Este incidente tem implicações significativas na luta pelos pontos entre as equipas do meio da tabela. Para a Audi, que procura afirmar-se com Hülkenberg como líder do projecto, a perda destes pontos pode revelar-se crucial no final da temporada, especialmente numa corrida onde vários adversários directos também ficaram de fora. Para Lawson, o resultado consolida o seu impressionante arranque de época, já com cinco presenças nos pontos nas primeiras sete provas, reforçando a sua posição dentro da Racing Bulls e aumentando a pressão sobre os colegas de equipa. A situação insólita de Hülkenberg pode ainda abrir debate sobre a robustez dos sistemas de segurança dos monolugares, numa época onde cada pormenor técnico pode ditar o desfecho de uma corrida.
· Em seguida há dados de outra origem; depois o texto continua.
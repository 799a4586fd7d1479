//! Immutable review-event records.
//!
//! Each submitted review produces exactly one event capturing the scheduling
//! decision: rating, timing, and the ease/interval values before and after.
//! Events are the only durable audit trail of scheduling decisions; they are
//! written atomically with the card and session updates (`storage`) and are
//! never mutated or deleted afterwards.

use chrono::{DateTime, Utc};
use serde::{Deserialize, Serialize};

use crate::core::card::{Card, Rating};

/// Schema version for review events.
///
/// Increment when the event shape changes in a breaking way.
pub const REVIEW_EVENT_SCHEMA_VERSION: u8 = 1;

/// An immutable record of one review.
#[derive(Debug, Clone, Serialize, Deserialize, PartialEq)]
pub struct ReviewEvent {
    /// Schema version for forward compatibility.
    pub v: u8,
    /// The card that was reviewed.
    pub card_id: String,
    /// The session the review belongs to.
    pub session_id: String,
    /// The learner's rating.
    pub rating: Rating,
    /// Seconds spent on the card.
    pub time_taken_secs: u32,
    /// Ease factor before the transition.
    pub ease_factor_before: f64,
    /// Ease factor after the transition.
    pub ease_factor_after: f64,
    /// Interval (days) before the transition.
    pub interval_before: u32,
    /// Interval (days) after the transition.
    pub interval_after: u32,
    /// When the review was submitted.
    pub reviewed_at: DateTime<Utc>,
}

impl ReviewEvent {
    /// Record a review from the card snapshots on either side of the
    /// scheduler transition.
    ///
    /// For practice-mode reviews `before` and `after` are the same snapshot,
    /// which leaves the before/after columns equal by construction.
    pub fn record(
        session_id: impl Into<String>,
        before: &Card,
        after: &Card,
        rating: Rating,
        time_taken_secs: u32,
        now: DateTime<Utc>,
    ) -> Self {
        Self {
            v: REVIEW_EVENT_SCHEMA_VERSION,
            card_id: after.id.clone(),
            session_id: session_id.into(),
            rating,
            time_taken_secs,
            ease_factor_before: before.ease_factor,
            ease_factor_after: after.ease_factor,
            interval_before: before.interval_days,
            interval_after: after.interval_days,
            reviewed_at: now,
        }
    }
}
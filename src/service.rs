//! Collaborator-facing operations.
//!
//! The service is the single choke point between the CRUD/API layer and the
//! scheduling core. It validates raw inputs (ratings, timing, ownership,
//! session lifecycle), runs the pure transitions, and hands back new
//! snapshots; persisting an outcome atomically is the store's job
//! (`storage::StudyStore`).
//!
//! Time is always an explicit parameter. The calendar "today" used for
//! streaks is derived from `now` in UTC, one fixed time zone, so streaks
//! cannot miscount across midnight in the caller's local zone.

use chrono::{DateTime, Utc};

use crate::config::Config;
use crate::core::card::{Card, Rating};
use crate::core::review::ReviewEvent;
use crate::core::scheduler::{review, SchedulerParams};
use crate::core::session::StudySession;
use crate::error::{MnemoError, Result};
use crate::progress::companion::{Companion, XpAward};
use crate::progress::tracker::UserProgress;

pub use crate::quiz::{build_options, select_distractors};

/// Everything produced by one accepted review, to be persisted as a unit.
#[derive(Debug, Clone, PartialEq)]
pub struct ReviewOutcome {
    /// The rescheduled card (unchanged in practice mode).
    pub card: Card,
    /// The immutable audit record.
    pub event: ReviewEvent,
    /// The session with updated counters.
    pub session: StudySession,
    /// Updated user progress, absent for practice sessions.
    pub progress: Option<UserProgress>,
}

impl ReviewOutcome {
    /// Points this review earned the user (zero in practice mode).
    pub fn points_earned(&self) -> u32 {
        if self.session.is_practice() {
            0
        } else {
            self.event.rating.value()
        }
    }
}

/// Everything produced by closing a session.
#[derive(Debug, Clone, PartialEq)]
pub struct CloseOutcome {
    /// The closed session.
    pub session: StudySession,
    /// Updated companion, when one was supplied and the session studied
    /// at least one card.
    pub companion: Option<Companion>,
    /// The XP award, present exactly when `companion` is.
    pub xp_award: Option<XpAward>,
}

/// The scheduling service.
#[derive(Debug, Clone, Default)]
pub struct StudyService {
    params: SchedulerParams,
}

impl StudyService {
    /// Create a service with explicit scheduler parameters.
    pub fn new(params: SchedulerParams) -> Self {
        Self { params }
    }

    /// Create a service from loaded configuration.
    pub fn from_config(config: &Config) -> Self {
        Self::new(config.scheduler.clone())
    }

    /// The scheduler parameters in effect.
    pub fn params(&self) -> &SchedulerParams {
        &self.params
    }

    /// Submit one review.
    ///
    /// Validates the raw rating and timing, checks that the card belongs to
    /// the session's owner, reschedules the card, records the audit event,
    /// updates the session counters, and folds the review into user progress.
    /// Practice sessions skip the scheduler and the progress update: the card
    /// comes back unchanged and `progress` is `None`.
    ///
    /// The returned snapshots must be persisted together
    /// (`StudyStore::apply_review`); nothing is written here.
    pub fn submit_review(
        &self,
        card: &Card,
        session: &StudySession,
        progress: Option<&UserProgress>,
        rating: i64,
        time_taken_secs: i64,
        now: DateTime<Utc>,
    ) -> Result<ReviewOutcome> {
        let rating = Rating::try_from(rating)?;

        if time_taken_secs < 0 {
            return Err(MnemoError::invalid_input(format!(
                "time_taken must be non-negative, got {}",
                time_taken_secs
            )));
        }

        if card.owner != session.owner {
            // Ownership mismatches surface as lookup failures, not
            // validation errors: the card does not exist for this owner.
            return Err(MnemoError::not_found("card", &card.id));
        }

        if session.is_closed() {
            return Err(MnemoError::invalid_input(format!(
                "session {} is already closed",
                session.id
            )));
        }

        let new_card = if session.is_practice() {
            card.clone()
        } else {
            review(card, &self.params, rating, now)
        };

        let event = ReviewEvent::record(
            &session.id,
            card,
            &new_card,
            rating,
            time_taken_secs as u32,
            now,
        );

        let mut new_session = session.clone();
        new_session.apply_review(rating);

        let new_progress = if session.is_practice() {
            None
        } else {
            progress.map(|p| {
                let mut p = p.clone();
                p.record_review(rating, now.date_naive());
                p
            })
        };

        tracing::debug!(
            card = %card.id,
            session = %session.id,
            %rating,
            interval = new_card.interval_days,
            "review accepted"
        );

        Ok(ReviewOutcome {
            card: new_card,
            event,
            session: new_session,
            progress: new_progress,
        })
    }

    /// Close a session and, when at least one card was studied, feed the
    /// companion its XP and streak update.
    ///
    /// Closing an already-closed session is an error. The XP carry loop and
    /// the level-up decision happen in one step (`Companion::add_xp`), so the
    /// returned snapshot is never observable mid-carry.
    pub fn close_session(
        &self,
        session: &StudySession,
        companion: Option<&Companion>,
        now: DateTime<Utc>,
    ) -> Result<CloseOutcome> {
        let mut closed = session.clone();
        closed.close(now)?;

        let (companion, xp_award) = match companion {
            Some(companion) if closed.cards_studied > 0 => {
                let mut companion = companion.clone();
                let award =
                    companion.award_session_xp(closed.cards_studied, closed.cards_correct);
                let today = now.date_naive();
                companion.update_streak(today, today);
                (Some(companion), Some(award))
            }
            _ => (None, None),
        };

        tracing::debug!(
            session = %closed.id,
            studied = closed.cards_studied,
            correct = closed.cards_correct,
            "session closed"
        );

        Ok(CloseOutcome {
            session: closed,
            companion,
            xp_award,
        })
    }
}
Após o final da corrida, Hülkenberg explicou aos meios de comunicação o que sucedeu: “Ele pôs uma roda na gravilha à saída da Curva 12, levantou imensa gravilha e, de alguma forma, uma pedra accionou o disparador de emergência do lado esquerdo do arco de segurança”, detalhou o piloto alemão. “Simplesmente desligou o carro. Foi um corte total e ficou tudo acabado. O carro morreu, depois limitei-me a rolar até à via das boxes. Não havia nada a fazer, foi um apagão completo. Nunca vi ou ouvi falar de nada assim na minha carreira. É muito azar, ainda por cima quando, no final, vemos dois carros a desistir (Kimi Antonelli e Charles Leclerc) e parece que os deuses das corridas ainda não querem que conquistemos pontos”, lamentou Hülkenberg, visivelmente frustrado com a situação.
Quando informado sobre o incidente que involuntariamente provocou, Liam Lawson reagiu com evidente surpresa perante os jornalistas: “Está a falar a sério? Não acredito, isso é mesmo azar, e obviamente não fazia mínima ideia. Se conseguisse apontar com tanta precisão para algo assim, seria realmente impressionante. Mas não fazia ideia, só soube que ele tinha abandonado”, confessou o jovem piloto da Racing Bulls, demonstrando empatia pelo azar do colega.
Com este resultado, Max Verstappen reforça a liderança do Mundial de Pilotos e deixa a concorrência com cada vez menos margem para recuperar. Lawson, por seu lado, ascende na classificação e solidifica o seu estatuto de revelação da temporada, enquanto Hülkenberg e a Audi vêem-se obrigados a repensar estratégias para voltar aos pontos já na próxima ronda. O campeonato prossegue dentro de duas semanas com o Grande Prémio da Áustria, onde as equipas esperam evitar azares insólitos e maximizar o potencial dos seus monolugares. A luta pelo topo do pelotão intermédio promete aquecer, com cada ponto a valer ouro no desenrolar imprevisível desta temporada de Fórmula 1.